La sagesse, dont la philosophie est l'exercice, se définit comme la science des choses divines et humaines. Logique, physique, éthique : telles sont les trois parties que distinguent en elle les stoïciens, reprenant une division déjà employée dans l'Ancienne Académie, tout en les concevant comme si étroitement unies qu'ils ne parvenaient pas à s'entendre sur l'ordre dans lequel il convenait de les enseigner. Des images célèbres symbolisaient cette unité organique : la philosophie, disait-on, est comme un animal dont les os et les nerfs sont la logique, les chairs l'éthique, l'âme la physique ; ou encore, comme un œuf dont la coquille est la logique, le blanc l'éthique, le jaune la physique. L'idée que la philosophie est un système, à une partie duquel on ne peut toucher sans ébranler tout le reste, était somme toute étrangère au platonisme et à l'aristotélisme même, écoles de libre recherche et de permanente remise en question ; elle s'introduit avec force dans le stoïcisme. Il n'est pour l'homme aucune question importante qui ne mette en jeu le monde où il vit, la raison dont il dispose et le bonheur auquel il tend.
La logique
L'un des maîtres mots du stoïcisme est l'intraduisible logos, langage et raison, qui est à la fois le propre de l'homme et le principe recteur de l'univers. Aussi les stoïciens ont-ils vu dans la logique, plus qu'un instrument de la connaissance, selon la tradition de l'Organon aristotélicien, une partie constituante de la philosophie. Leurs accomplissements dans ce domaine (dus surtout à Chrysippe) ont été longtemps négligés ou méprisés ; c'est la logique moderne qui, en permettant de les mieux comprendre, en a mesuré toute l'importance.
Le logos n'est pourtant pas, en l'homme, une instance première à tous les égards. Il se développe par étapes (la notion d'âge de raison est un legs du stoïcisme) ; il requiert une matière sur laquelle s'exercer, il exprime un rapport au monde qui le précède. Aussi la logique s'ouvrait-elle sur le préambule d'une théorie de la connaissance, sorte de logique matérielle qui répondait au problème, central dans toute la philosophie post-aristotélicienne, du critère de la vérité.
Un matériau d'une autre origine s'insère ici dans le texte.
//! SPI binding entries.

use core::fmt;
use core::fmt::Write;

use heapless::String;

use crate::device::Sercom;
use crate::gpio::PinMux;

/// SERCOM pad carrying MISO (the DIPO value).
#[derive(Debug, Clone, Copy, PartialEq, Eq)]
pub enum MisoPad {
    Miso0,
    Miso1,
    Miso2,
    Miso3,
}

impl MisoPad {
    pub const fn dipo(self) -> u8 {
        self as u8
    }

    pub fn parse(s: &str) -> Option<Self> {
        match s {
            "miso0" => Some(MisoPad::Miso0),
            "miso1" => Some(MisoPad::Miso1),
            "miso2" => Some(MisoPad::Miso2),
            "miso3" => Some(MisoPad::Miso3),
            _ => None,
        }
    }
}

impl fmt::Display for MisoPad {
    fn fmt(&self, f: &mut fmt::Formatter<'_>) -> fmt::Result {
        write!(f, "miso{}", *self as u8)
    }
}

/// Pad pair carrying MOSI and SCK (the DOPO value). Only these pairings
/// exist in hardware.
#[derive(Debug, Clone, Copy, PartialEq, Eq)]
pub enum MosiSckPad {
    Mosi0Sck1,
    Mosi2Sck3,
    Mosi3Sck1,
    Mosi0Sck3,
}

impl MosiSckPad {
    pub const fn dopo(self) -> u8 {
        self as u8
    }

    /// Whether this pad pair claims the given SERCOM pad number.
    pub const fn occupies(self, pad: u8) -> bool {
        match self {
            MosiSckPad::Mosi0Sck1 => pad == 0 || pad == 1,
            MosiSckPad::Mosi2Sck3 => pad == 2 || pad == 3,
            MosiSckPad::Mosi3Sck1 => pad == 3 || pad == 1,
            MosiSckPad::Mosi0Sck3 => pad == 0 || pad == 3,
        }
    }

    pub fn parse(s: &str) -> Option<Self> {
        match s {
            "mosi0sck1" => Some(MosiSckPad::Mosi0Sck1),
            "mosi2sck3" => Some(MosiSckPad::Mosi2Sck3),
            "mosi3sck1" => Some(MosiSckPad::Mosi3Sck1),
            "mosi0sck3" => Some(MosiSckPad::Mosi0Sck3),
            _ => None,
        }
    }
}

impl fmt::Display for MosiSckPad {
    fn fmt(&self, f: &mut fmt::Formatter<'_>) -> fmt::Result {
        match self {
            MosiSckPad::Mosi0Sck1 => write!(f, "mosi0sck1"),
            MosiSckPad::Mosi2Sck3 => write!(f, "mosi2sck3"),
            MosiSckPad::Mosi3Sck1 => write!(f, "mosi3sck1"),
            MosiSckPad::Mosi0Sck3 => write!(f, "mosi0sck3"),
        }
    }
}

/// One SPI bus binding: SERCOM device, the three signal pins and which
/// physical pads carry MISO vs the MOSI/SCK pair.
#[derive(Debug, Clone, Copy, PartialEq, Eq)]
pub struct SpiConf {
    pub dev: Sercom,
    pub miso: PinMux,
    pub miso_pad: MisoPad,
    pub mosi: PinMux,
    pub clk: PinMux,
    pub pads: MosiSckPad,
}

impl SpiConf {
    pub const fn new(
        dev: Sercom,
        miso: PinMux,
        miso_pad: MisoPad,
        mosi: PinMux,
        clk: PinMux,
        pads: MosiSckPad,
    ) -> Self {
        assert!(
            !pads.occupies(miso_pad.dipo()),
            "MISO pad collides with the MOSI/SCK pair"
        );
        assert!(!miso.pin.same(mosi.pin), "MISO and MOSI routed to the same pin");
        assert!(!miso.pin.same(clk.pin), "MISO and SCK routed to the same pin");
        assert!(!mosi.pin.same(clk.pin), "MOSI and SCK routed to the same pin");
        Self {
            dev,
            miso,
            miso_pad,
            mosi,
            clk,
            pads,
        }
    }

    /// Human-readable single-line form, e.g.
    /// `sercom4 miso=PA12:D@miso0 mosi=PB10:D clk=PB11:D pads=mosi2sck3`.
    pub fn encode(&self) -> String<96> {
        let mut out = String::new();
        write!(
            out,
            "{} miso={}@{} mosi={} clk={} pads={}",
            self.dev, self.miso, self.miso_pad, self.mosi, self.clk, self.pads
        )
        .unwrap();
        out
    }

    pub fn parse(s: &str) -> Option<Self> {
        let mut fields = s.split(' ');
        let dev = Sercom::parse(fields.next()?)?;
        let (miso, miso_pad) = fields.next()?.strip_prefix("miso=")?.split_once('@')?;
        let (miso, miso_pad) = (PinMux::parse(miso)?, MisoPad::parse(miso_pad)?);
        let mosi = PinMux::parse(fields.next()?.strip_prefix("mosi=")?)?;
        let clk = PinMux::parse(fields.next()?.strip_prefix("clk=")?)?;
        let pads = MosiSckPad::parse(fields.next()?.strip_prefix("pads=")?)?;
        if fields.next().is_some() {
            return None;
        }
        if pads.occupies(miso_pad.dipo())
            || miso.pin.same(mosi.pin)
            || miso.pin.same(clk.pin)
            || mosi.pin.same(clk.pin)
        {
            return None;
        }
        Some(Self {
            dev,
            miso,
            miso_pad,
            mosi,
            clk,
            pads,
        })
    }
}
En accord avec leur physique et leur anthropologie matérialistes, les stoïciens sont ici sensualistes et nominalistes : les idées générales se forment à partir des représentations particulières. Le fait primitif est la « présentation » (phantasia), définie en termes plus ou moins étroitement matériels comme une « impression » ou une « altération » de l'âme. Contrairement aux phantasmes de l'imagination, la présentation témoigne, en même temps que d'elle-même, de l'objet qui la produit. Parfois, elle s'annonce infailliblement comme l'effet certain et l'image exacte de cet objet : c'est alors la fameuse « présentation compréhensive » ([...]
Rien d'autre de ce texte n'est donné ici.